Mücbir sebep teşkil eden olay sebebiyle borçlunun, imkânsızlaşan ediminin karşılığında kusursuz olduğu için tazminat ödeme yükümlülüğü olmadığı gibi alacaklı tarafından aynen ifaya da zorlanamamaktadır. Fakat alacaklı mücbir sebep halinde iki yola başvurabilecektir. Bunlar;
-Sözleşmenin sona ermesi
-Sözleşme var olduğu müddetçe yükümlülüklerin askıya alınmasıdır.
Borçlu taraf ifasını mücbir sebep teşkil eden olaydan dolayı gerçekleştiremediğinde alacaklı taraf, sözleşme sona ermediği ve borçlu, edimini ifa etmediği müddetçe sözleşmeden kaynaklanan yükümlülüğünün ifasını askıya alabilmektedir.
Yukarıdaki yer verilen unsurlar ve kriterler çerçevesinde tanımı yapılan mücbir sebep, şartları oluşmuş ise bazı durumlarda borçlunun edimi ifa etmesini imkânsız hale getirmektedir. Kanun koyucunun, sözleşme sorumluluğunda esas aldığı kavram mücbir sebebin aksine “imkânsızlık” kavramıdır.
İfa imkânsızlığı, edimin ifa edilememe durumudur. Ancak bu kapsamda hangi hal ve şartların ifanın imkânsızlığına neden olacağının belirlenmesi gerekmektedir.
İmkânsızlığa neden olan olayın niteliğine göre fiili veya hukuki imkânsızlık ayrımı yapılmaktadır. İmkânsızlık tabi bir olaydan veya şahsın fiilinden doğabilir. İmkânsızlık fiili (maddi) bir sebepten ileri gelebileceği gibi, hukuki bir sebepten de doğabilir.

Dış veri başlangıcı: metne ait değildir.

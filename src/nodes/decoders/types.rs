//! Common decoder types

use std::fmt;

/// Category of an annotation, from finest to coarsest
#[derive(Debug, Clone, Copy, PartialEq, Eq, Hash)]
pub enum AnnotationKind {
    /// A single protocol bit
    Bit,
    /// An assembled byte or word
    Byte,
    /// A protocol field (address, data, opcode, register value)
    Field,
    /// A fully decoded command
    Command,
    /// Protocol violation or unhandled traffic
    Warning,
}

/// A decoded element covering the half-open sample range `[start_time, end_time)`
#[derive(Debug, Clone, PartialEq, Eq)]
pub struct Annotation {
    pub kind: AnnotationKind,
    /// Decoder-specific row, e.g. `"sii-bits"` or `"updi-opcode"`
    pub class: &'static str,
    pub start_time: u64,
    pub end_time: u64,
    /// Renderings, longest first
    pub texts: Vec<String>,
}

/// Class shared by every decoder's warning row
pub const WARNINGS: &str = "warnings";

impl Annotation {
    pub fn new(
        kind: AnnotationKind,
        class: &'static str,
        start_time: u64,
        end_time: u64,
        texts: Vec<String>,
    ) -> Self {
        Self {
            kind,
            class,
            start_time,
            end_time,
            texts,
        }
    }

    pub fn warning(start_time: u64, end_time: u64, message: impl Into<String>) -> Self {
        Self::new(
            AnnotationKind::Warning,
            WARNINGS,
            start_time,
            end_time,
            vec![message.into()],
        )
    }

    /// Longest rendering
    pub fn text(&self) -> &str {
        self.texts.first().map(String::as_str).unwrap_or_default()
    }

    /// Shortest rendering
    pub fn short_text(&self) -> &str {
        self.texts.last().map(String::as_str).unwrap_or_default()
    }

    pub fn is_warning(&self) -> bool {
        self.kind == AnnotationKind::Warning
    }
}

impl fmt::Display for Annotation {
    fn fmt(&self, f: &mut fmt::Formatter) -> fmt::Result {
        write!(
            f,
            "{:>10}-{:<10} {:<12} {}",
            self.start_time,
            self.end_time,
            self.class,
            self.text()
        )
    }
}

/// One SPI word with the sample range it was clocked in
#[derive(Debug, Clone, Copy, PartialEq, Eq)]
pub struct SpiWord {
    pub value: u8,
    pub start_time: u64,
    pub end_time: u64,
}

impl SpiWord {
    pub fn new(value: u8, start_time: u64, end_time: u64) -> Self {
        Self {
            value,
            start_time,
            end_time,
        }
    }
}

/// Output of an SPI framing layer
#[derive(Debug, Clone, PartialEq, Eq)]
pub enum SpiPacket {
    /// All words exchanged while chip select was asserted
    Transfer {
        mosi: Vec<SpiWord>,
        miso: Vec<SpiWord>,
    },
    /// A single word pair
    Data {
        mosi: SpiWord,
        miso: Option<SpiWord>,
    },
    /// Chip select changed state
    CsChange {
        active: bool,
        start_time: u64,
        end_time: u64,
    },
}

#[cfg(test)]
mod tests {
    use super::*;

    #[test]
    fn test_renderings() {
        let ann = Annotation::new(
            AnnotationKind::Bit,
            "start-bit",
            3,
            9,
            vec!["Start bit".into(), "Start".into(), "S".into()],
        );
        assert_eq!(ann.text(), "Start bit");
        assert_eq!(ann.short_text(), "S");
        assert!(!ann.is_warning());
        assert!(ann.to_string().contains("Start bit"));

        let warn = Annotation::warning(1, 2, "Frame error");
        assert_eq!(warn.class, WARNINGS);
        assert_eq!(warn.text(), warn.short_text());
    }
}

İfa imkânsızlığı, sürekli ifa imkânsızlığı ve geçici ifa imkânsızlığı olarak karşımıza çıkabilmektedir. Sürekli ifa imkânsızlığı, borcun ifa edilememesine yol açan engelin ortadan kalkmasının mümkün olmaması halinde gündeme gelmektedir. Sözleşmede kararlaştırılan edimin hukuki nedenlerle sürekli olarak imkânsız hale gelmesi, borçlunun ifa yükümünü, alacaklının da aynen ifayı talep hakkını sona erdiren sebeplerden biridir. İfa imkânsızlığının gerçekleştiği an itibariyle ifa yükümü kanun gereği (ipso iure) sona erer. İmkânsızlığın sözü edilen etkisi, yalnızca kararlaştırılan (birincil) edimi ifa yükümü üzerinde kendisini gösterir ve bu etki, imkânsızlıktan hangi tarafın sorumlu olduğu konusundan bağımsız olarak ortaya çıkar. Diğer bir ifadeyle, borçlu, imkânsızlıktan sorumlu olsa da olmasa da ifanın imkânsız hale gelmesiyle, aynen ifa yükümü sona erer.

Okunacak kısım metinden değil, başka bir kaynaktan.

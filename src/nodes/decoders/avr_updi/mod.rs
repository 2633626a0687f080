//! AVR UPDI (Unified Program and Debug Interface) decoder
//!
//! UPDI is a half-duplex UART on a single line: a start bit, 8 data bits
//! LSB-first and two stop bit times. The host opens every instruction with a
//! 0x55 sync byte, whose alternating bits let the decoder measure the bit
//! period without knowing the baud rate in advance.
//!
//! Decoding a command:
//!   1. Wait for a falling edge and time the 8 bit intervals of the sync byte
//!   2. Read the opcode byte at the recovered rate
//!   3. Read the opcode's payload (addresses, data, ACKs, key, SIB)
//!   4. Emit the command annotation
//!
//! A framing error drops the current command and goes back to step 1.

mod cursor;
mod opcode;
mod session;
mod sib;

pub use cursor::{Edge, LineCursor};
pub use opcode::Opcode;
pub use sib::SystemInfo;

use super::types::Annotation;
use crate::DecodeError;
use crate::runtime::node::{InputPort, OutputPort, ProcessNode, WorkError, WorkResult};
use crate::runtime::ports::{PortDirection, PortSchema};
use crate::runtime::sample::Sample;
use crate::runtime::stream::{Sink, Source};
use crate::runtime::until_shutdown;
use session::{Interrupt, Session};
use std::collections::VecDeque;
use tracing::debug;

/// Sync detection parameters
#[derive(Debug, Clone, Copy, PartialEq, Eq)]
pub struct UpdiConfig {
    /// Nominal capture rate in Hz; decoding refuses to start without it
    pub samplerate: Option<u64>,
    /// Longest plausible bit time in samples. Edges are awaited for three
    /// times this long before a sync attempt is abandoned.
    pub max_bit_time: u64,
    /// Bit intervals timed from the sync byte
    pub sync_intervals: u64,
}

impl Default for UpdiConfig {
    fn default() -> Self {
        Self {
            samplerate: None,
            max_bit_time: 200,
            sync_intervals: 8,
        }
    }
}

/// Counters kept across the decoder's lifetime
#[derive(Debug, Clone, Copy, Default, PartialEq, Eq)]
pub struct UpdiStats {
    pub syncs: u64,
    pub sync_abandoned: u64,
    pub frame_errors: u64,
    pub commands: u64,
}

/// Line position and timing state shared by every command
struct Engine {
    name: String,
    config: UpdiConfig,
    cursor: LineCursor,
    /// Bit period from the last sync; 0 before the first one
    samples_per_bit: u64,
    sync_start: u64,
    stats: UpdiStats,
}

impl Engine {
    fn baud_rate(&self) -> Option<f64> {
        let rate = self.config.samplerate?;
        (self.samples_per_bit > 0).then(|| rate as f64 / self.samples_per_bit as f64)
    }

    fn check_samplerate(&self) -> Result<u64, DecodeError> {
        self.config.samplerate.ok_or(DecodeError::MissingSampleRate)
    }

    fn step<S, K>(&mut self, source: &mut S, out: &mut K) -> WorkResult
    where
        S: Source<Sample>,
        K: Sink<Annotation>,
    {
        self.check_samplerate()?;
        match Session::new(self, source, out).command() {
            Ok(()) | Err(Interrupt::Resync) => Ok(()),
            Err(Interrupt::Stop(e)) => Err(e),
        }
    }
}

/// AVR UPDI decoder node
///
/// Input: updi (Sample channel)
/// Output: Annotation events
pub struct UpdiDecoder {
    engine: Engine,
    buffer: VecDeque<Sample>,
}

impl UpdiDecoder {
    pub fn new() -> Self {
        Self {
            engine: Engine {
                name: "avr_updi".to_string(),
                config: UpdiConfig::default(),
                cursor: LineCursor::new(),
                samples_per_bit: 0,
                sync_start: 0,
                stats: UpdiStats::default(),
            },
            buffer: VecDeque::new(),
        }
    }

    /// With custom name
    pub fn with_name(mut self, name: impl Into<String>) -> Self {
        self.engine.name = name.into();
        self
    }

    /// Replaces the whole configuration, including the sample rate
    pub fn with_config(mut self, config: UpdiConfig) -> Self {
        self.engine.config = config;
        self
    }

    pub fn with_samplerate(mut self, hz: u64) -> Self {
        self.set_samplerate(hz);
        self
    }

    pub fn set_samplerate(&mut self, hz: u64) {
        self.engine.config.samplerate = Some(hz);
    }

    pub fn config(&self) -> &UpdiConfig {
        &self.engine.config
    }

    pub fn stats(&self) -> UpdiStats {
        self.engine.stats
    }

    /// Bit period measured at the last sync
    pub fn samples_per_bit(&self) -> Option<u64> {
        (self.engine.samples_per_bit > 0).then_some(self.engine.samples_per_bit)
    }

    /// Baud rate derived from the last sync and the sample rate
    pub fn baud_rate(&self) -> Option<f64> {
        self.engine.baud_rate()
    }

    /// Decode one command, from its sync byte to its last payload byte.
    ///
    /// A command cut short by a framing error is dropped and `Ok(())` is
    /// returned. The end of the stream is `Err(WorkError::Shutdown)`.
    pub fn step<S, K>(&mut self, source: &mut S, out: &mut K) -> WorkResult
    where
        S: Source<Sample>,
        K: Sink<Annotation>,
    {
        self.engine.step(source, out)
    }

    /// Decode commands until `source` is exhausted
    pub fn decode<S, K>(&mut self, source: &mut S, out: &mut K) -> WorkResult
    where
        S: Source<Sample>,
        K: Sink<Annotation>,
    {
        let samplerate = self.engine.check_samplerate()?;
        debug!("[{}] Decoding at {} Hz", self.engine.name, samplerate);

        loop {
            if let Err(e) = self.step(source, out) {
                let stats = self.engine.stats;
                debug!(
                    "[{}] Stopped after {} commands, {} syncs ({} abandoned), {} frame errors",
                    self.engine.name,
                    stats.commands,
                    stats.syncs,
                    stats.sync_abandoned,
                    stats.frame_errors
                );
                return until_shutdown(Err(e));
            }
        }
    }
}

impl Default for UpdiDecoder {
    fn default() -> Self {
        Self::new()
    }
}

impl ProcessNode for UpdiDecoder {
    fn name(&self) -> &str {
        &self.engine.name
    }

    fn num_inputs(&self) -> usize {
        1
    }

    fn num_outputs(&self) -> usize {
        1
    }

    fn input_schema(&self) -> Vec<PortSchema> {
        vec![PortSchema::new::<Sample>("updi", 0, PortDirection::Input)]
    }

    fn output_schema(&self) -> Vec<PortSchema> {
        vec![PortSchema::new::<Annotation>("annotations", 0, PortDirection::Output)]
    }

    fn work(&mut self, inputs: &[InputPort], outputs: &[OutputPort]) -> WorkResult<usize> {
        let mut line = inputs
            .first()
            .and_then(|p| p.get::<Sample>(&mut self.buffer))
            .ok_or_else(|| WorkError::NodeError("Missing UPDI input".into()))?;
        let mut output = outputs
            .first()
            .and_then(|p| p.get::<Annotation>())
            .ok_or_else(|| WorkError::NodeError("Missing annotation output".into()))?;

        let before = self.engine.stats.commands;
        self.engine.step(&mut line, &mut output)?;
        Ok((self.engine.stats.commands - before) as usize)
    }
}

Borçlunun aynen ifa yükümünün sona ermiş olması, tek başına geniş anlamda borcun da sona ermesi anlamına gelmez. Çünkü imkânsız hale gelen edimi yerine getirmekle yükümlü olan borçlunun aynı zamanda imkânsızlıktan sorumlu olması halinde, sona eren ifa yükümünün yerine, karşı tarafın bu nedenle uğradığı zararları tazmin yükümü doğar (TBK 112). Borçlunun imkânsızlıktan sorumlu olmaması halinde ise, ifa yükümü, yerine tazminat yükümü doğmaksızın sona ermiş olur (TBK 136/1).

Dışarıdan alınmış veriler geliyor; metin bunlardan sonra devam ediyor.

//! Broadcast sender with end-of-stream signaling

use crossbeam_channel::{SendError, Sender as CrossbeamSender};

use super::errors::WorkResult;
use super::stream::Sink;

/// Channel message wrapper for end-of-stream signaling
///
/// Wraps data flowing through channels so sources can explicitly signal
/// when no more data will be sent. Nodes never see this enum directly:
/// `Sender::send()` wraps values in `Item(T)` and `Receiver::recv()`
/// unwraps them transparently.
#[derive(Clone, Debug)]
pub enum ChannelMessage<T> {
    /// A data item
    Item(T),
    /// End-of-stream marker, no more data will be sent
    EndOfStream,
}

/// Broadcast sender that sends to one or more consumers
///
/// Sends directly from the caller's thread to every destination in turn.
pub struct Sender<T> {
    destinations: Vec<CrossbeamSender<ChannelMessage<T>>>,
}

impl<T: Clone> Sender<T> {
    /// Create a new Sender from a vector of crossbeam senders
    pub fn new(destinations: Vec<CrossbeamSender<ChannelMessage<T>>>) -> Self {
        Self { destinations }
    }

    /// Get the number of broadcast destinations
    pub fn num_destinations(&self) -> usize {
        self.destinations.len()
    }

    /// Send a value to all destinations
    ///
    /// Fails only if no destination accepted the value.
    pub fn send(&self, value: T) -> Result<(), SendError<T>> {
        if self.destinations.is_empty() {
            return Ok(());
        }

        let mut any_success = false;
        let mut last_error = None;

        for dest in &self.destinations {
            match dest.send(ChannelMessage::Item(value.clone())) {
                Ok(()) => any_success = true,
                Err(SendError(msg)) => {
                    if let ChannelMessage::Item(v) = msg {
                        last_error = Some(SendError(v));
                    }
                }
            }
        }

        if !any_success && let Some(e) = last_error {
            return Err(e);
        }

        Ok(())
    }

    /// Signal end-of-stream to all destinations
    ///
    /// Downstream `Receiver`s return `WorkError::Shutdown` once they reach
    /// the marker. Disconnected destinations are skipped.
    pub fn close(&self) {
        for dest in &self.destinations {
            let _ = dest.send(ChannelMessage::EndOfStream);
        }
    }

    /// Check if this sender has any connected receivers
    pub fn is_connected(&self) -> bool {
        !self.destinations.is_empty()
    }
}

impl<T: Clone> Clone for Sender<T> {
    fn clone(&self) -> Self {
        Self {
            destinations: self.destinations.clone(),
        }
    }
}

impl<T: Clone> Sink<T> for Sender<T> {
    fn emit(&mut self, item: T) -> WorkResult {
        Ok(Sender::send(self, item)?)
    }
}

Ancak bu halde borçlu, tam iki tarafa borç yükleyen sözleşmelerde karşı edimi talep hakkını da kaybeder (TBK 136/1l). Bu durumda ise imkânsız hale gelen edimin alacaklısının imkânsızlıktan sorumlu olup olmadığı önem kazanır. Zira eğer ifa, alacaklının sorumlu olduğu bir sebeple imkânsız hale gelmiş ise bu, TBK 136/ll hükmü gereğince karşı edimi talep etme hakkını kaybeden borçlunun ifa gerçekleşebilseydi elde edeceği menfaatten, alacaklıdan kaynaklanan bir sebeple yoksun kalması anlamına gelir. Bu durumda, sona eren edim yükümünün alacaklısının, borçlunun, belirtilen nedenle uğradığı zararı tazmin etmesi gerekir.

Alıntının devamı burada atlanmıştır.